Problem requirements: Find and copy the lines in the records beneath this task that contain the word "bool".

Input:
++++++++

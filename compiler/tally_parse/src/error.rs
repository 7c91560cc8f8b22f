//! Front-end errors.

use tally_ir::Span;
use tally_value::errors::syntax_error;
use tally_value::EvalError;
use thiserror::Error;

#[derive(Clone, Debug, PartialEq, Eq, Error)]
pub enum ParseError {
    #[error("unexpected character {text:?}")]
    UnexpectedCharacter { text: String, span: Span },

    #[error("unterminated string literal")]
    UnterminatedString { span: Span },

    #[error("number {text} is out of range")]
    NumberOutOfRange { text: String, span: Span },

    #[error("expected {expected}, found {found}")]
    UnexpectedToken {
        expected: &'static str,
        found: String,
        span: Span,
    },

    #[error("expected {expected}, found end of input")]
    UnexpectedEnd { expected: &'static str, span: Span },

    #[error("script is too long")]
    SourceTooLong,
}

impl ParseError {
    pub fn span(&self) -> Span {
        match self {
            ParseError::UnexpectedCharacter { span, .. }
            | ParseError::UnterminatedString { span }
            | ParseError::NumberOutOfRange { span, .. }
            | ParseError::UnexpectedToken { span, .. }
            | ParseError::UnexpectedEnd { span, .. } => *span,
            ParseError::SourceTooLong => Span::DUMMY,
        }
    }
}

impl From<ParseError> for EvalError {
    fn from(err: ParseError) -> Self {
        syntax_error(err.to_string(), err.span())
    }
}
//! Binary operator implementations.
//!
//! Provides direct enum-based dispatch for binary operations. The value set
//! is closed, so pattern matching is preferred over trait objects for
//! exhaustiveness checking.
//!
//! # Rules
//!
//! - Long op Long stays integral (truncating division, truncated remainder,
//!   `pow` truncated back to Long); any Double operand promotes to Double.
//! - `+` concatenates text when a String is involved and flattens when a List
//!   is involved (see `eval_add` for the precedence).
//! - `*` of a number and a String repeats the text `trunc(n)` times.
//! - Text built by `+` or `*` is at most `MAX_STRING_LEN` bytes.
//! - `-` of two Strings removes every occurrence of the right operand.
//! - A Dictionary operand is never valid.
//! - A Result operand takes part through its primary value.

use tally_ir::BinaryOp;

use crate::errors::{
    division_by_zero, integer_overflow, modulo_by_zero, not_numeric, string_too_long, EvalResult,
};
use crate::value::{long_to_double, DataValue, ValueKind};

/// Longest text, in bytes, that string concatenation or repetition may build.
pub const MAX_STRING_LEN: usize = 1 << 24;

// Helper functions for checked Long arithmetic

/// Checked arithmetic with overflow handling.
#[inline]
fn checked_arith(result: Option<i64>, op: BinaryOp) -> EvalResult {
    result
        .map(DataValue::long)
        .ok_or_else(|| integer_overflow(op.operation_name()))
}

/// Checked division with zero guard.
#[inline]
fn checked_div<F>(is_zero: bool, op_fn: F, op: BinaryOp) -> EvalResult
where
    F: FnOnce() -> Option<i64>,
{
    if is_zero {
        Err(division_by_zero())
    } else {
        checked_arith(op_fn(), op)
    }
}

/// Checked remainder with zero guard.
#[inline]
fn checked_mod<F>(is_zero: bool, op_fn: F, op: BinaryOp) -> EvalResult
where
    F: FnOnce() -> Option<i64>,
{
    if is_zero {
        Err(modulo_by_zero())
    } else {
        checked_arith(op_fn(), op)
    }
}

/// Evaluate a binary operation.
pub fn evaluate_binary(left: &DataValue, right: &DataValue, op: BinaryOp) -> EvalResult {
    match op {
        BinaryOp::Add => eval_add(left, right),
        BinaryOp::Sub => eval_subtract(left.primary(), right.primary()),
        BinaryOp::Mul => eval_multiply(left.primary(), right.primary()),
        BinaryOp::Div | BinaryOp::Mod | BinaryOp::Pow => {
            eval_numeric(left.primary(), right.primary(), op)
        }
    }
}

/// Addition.
///
/// Precedence: a Dictionary operand fails; a List on the left flattens; a
/// String on the left concatenates; otherwise the right operand decides
/// (String concatenates, List flattens), and two numbers add.
fn eval_add(left: &DataValue, right: &DataValue) -> EvalResult {
    match (left.kind(), right.kind()) {
        (ValueKind::Dictionary(_), _) | (_, ValueKind::Dictionary(_)) => {
            Err(not_numeric("dictionary"))
        }
        (ValueKind::List(_), _) | (ValueKind::Result(_), ValueKind::List(_)) => {
            Ok(concat_lists(left, right))
        }
        (ValueKind::String(text), _) => concat_text(text, &right.as_string()),
        (ValueKind::Result(_), _) => eval_add(left.primary(), right),
        (_, ValueKind::String(text)) => concat_text(&left.as_string(), text),
        (_, ValueKind::List(_)) => Ok(concat_lists(left, right)),
        (_, ValueKind::Result(_)) => eval_add(left, right.primary()),
        (ValueKind::Long(_) | ValueKind::Double(_), ValueKind::Long(_) | ValueKind::Double(_)) => {
            eval_numeric(left, right, BinaryOp::Add)
        }
    }
}

fn concat_text(left: &str, right: &str) -> EvalResult {
    let length = left.len().saturating_add(right.len());
    if length > MAX_STRING_LEN {
        return Err(string_too_long(length, MAX_STRING_LEN));
    }
    let mut text = String::with_capacity(length);
    text.push_str(left);
    text.push_str(right);
    Ok(DataValue::string(text))
}

/// Both sides through their list view. Results stay intact as items.
fn concat_lists(left: &DataValue, right: &DataValue) -> DataValue {
    let mut items = left.as_list();
    items.extend(right.as_list());
    DataValue::list(items)
}

fn eval_subtract(left: &DataValue, right: &DataValue) -> EvalResult {
    match (left.kind(), right.kind()) {
        (ValueKind::String(text), ValueKind::String(pattern)) => {
            Ok(DataValue::string(text.replace(pattern.as_str(), "")))
        }
        _ => eval_numeric(left, right, BinaryOp::Sub),
    }
}

fn eval_multiply(left: &DataValue, right: &DataValue) -> EvalResult {
    match (left.kind(), right.kind()) {
        (ValueKind::String(text), ValueKind::Long(_) | ValueKind::Double(_)) => {
            repeat_text(text, right)
        }
        (ValueKind::Long(_) | ValueKind::Double(_), ValueKind::String(text)) => {
            repeat_text(text, left)
        }
        _ => eval_numeric(left, right, BinaryOp::Mul),
    }
}

/// Repeat `text` by the truncated magnitude of `count`; negative counts
/// produce the empty string.
fn repeat_text(text: &str, count: &DataValue) -> EvalResult {
    let times = usize::try_from(count.as_long()?).unwrap_or(0);
    let length = text.len().saturating_mul(times);
    if length > MAX_STRING_LEN {
        return Err(string_too_long(length, MAX_STRING_LEN));
    }
    Ok(DataValue::string(text.repeat(times)))
}

/// Arithmetic on two numeric operands; anything else is a type error
/// naming the offending operand.
fn eval_numeric(left: &DataValue, right: &DataValue, op: BinaryOp) -> EvalResult {
    match (left.kind(), right.kind()) {
        (ValueKind::Long(a), ValueKind::Long(b)) => eval_long_binary(*a, *b, op),
        (ValueKind::Long(a), ValueKind::Double(b)) => {
            Ok(eval_double_binary(long_to_double(*a), *b, op))
        }
        (ValueKind::Double(a), ValueKind::Long(b)) => {
            Ok(eval_double_binary(*a, long_to_double(*b), op))
        }
        (ValueKind::Double(a), ValueKind::Double(b)) => Ok(eval_double_binary(*a, *b, op)),
        (ValueKind::Dictionary(_), _) | (_, ValueKind::Dictionary(_)) => {
            Err(not_numeric("dictionary"))
        }
        (ValueKind::Long(_) | ValueKind::Double(_), _) => Err(not_numeric(right.type_name())),
        _ => Err(not_numeric(left.type_name())),
    }
}

/// Binary operations on two Longs.
fn eval_long_binary(a: i64, b: i64, op: BinaryOp) -> EvalResult {
    match op {
        BinaryOp::Add => checked_arith(a.checked_add(b), op),
        BinaryOp::Sub => checked_arith(a.checked_sub(b), op),
        BinaryOp::Mul => checked_arith(a.checked_mul(b), op),
        BinaryOp::Div => checked_div(b == 0, || a.checked_div(b), op),
        BinaryOp::Mod => checked_mod(b == 0, || a.checked_rem(b), op),
        BinaryOp::Pow => long_power(a, b),
    }
}

/// Long `^`. Exact while the result fits; a negative exponent truncates
/// `1 / base^-exponent` toward zero.
fn long_power(base: i64, exponent: i64) -> EvalResult {
    if let Ok(exponent) = u32::try_from(exponent) {
        return checked_arith(base.checked_pow(exponent), BinaryOp::Pow);
    }
    let negative = exponent < 0;
    match base {
        1 => Ok(DataValue::long(1)),
        -1 => Ok(DataValue::long(if exponent % 2 == 0 { 1 } else { -1 })),
        0 if !negative => Ok(DataValue::long(0)),
        _ if negative && base != 0 => Ok(DataValue::long(0)),
        _ => Err(integer_overflow(BinaryOp::Pow.operation_name())),
    }
}

/// Binary operations on Doubles. IEEE semantics, never fails.
fn eval_double_binary(a: f64, b: f64, op: BinaryOp) -> DataValue {
    let result = match op {
        BinaryOp::Add => a + b,
        BinaryOp::Sub => a - b,
        BinaryOp::Mul => a * b,
        BinaryOp::Div => a / b,
        BinaryOp::Mod => a % b,
        BinaryOp::Pow => a.powf(b),
    };
    DataValue::double(result)
}

impl DataValue {
    pub fn add(&self, other: &DataValue) -> EvalResult {
        evaluate_binary(self, other, BinaryOp::Add)
    }

    pub fn subtract(&self, other: &DataValue) -> EvalResult {
        evaluate_binary(self, other, BinaryOp::Sub)
    }

    pub fn multiply(&self, other: &DataValue) -> EvalResult {
        evaluate_binary(self, other, BinaryOp::Mul)
    }

    pub fn divide(&self, other: &DataValue) -> EvalResult {
        evaluate_binary(self, other, BinaryOp::Div)
    }

    pub fn remainder(&self, other: &DataValue) -> EvalResult {
        evaluate_binary(self, other, BinaryOp::Mod)
    }

    pub fn power(&self, other: &DataValue) -> EvalResult {
        evaluate_binary(self, other, BinaryOp::Pow)
    }
}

++++++++

Task solution:
fn checked_div<F>(is_zero: bool, op_fn: F, op: BinaryOp) -> EvalResult
fn checked_mod<F>(is_zero: bool, op_fn: F, op: BinaryOp) -> EvalResult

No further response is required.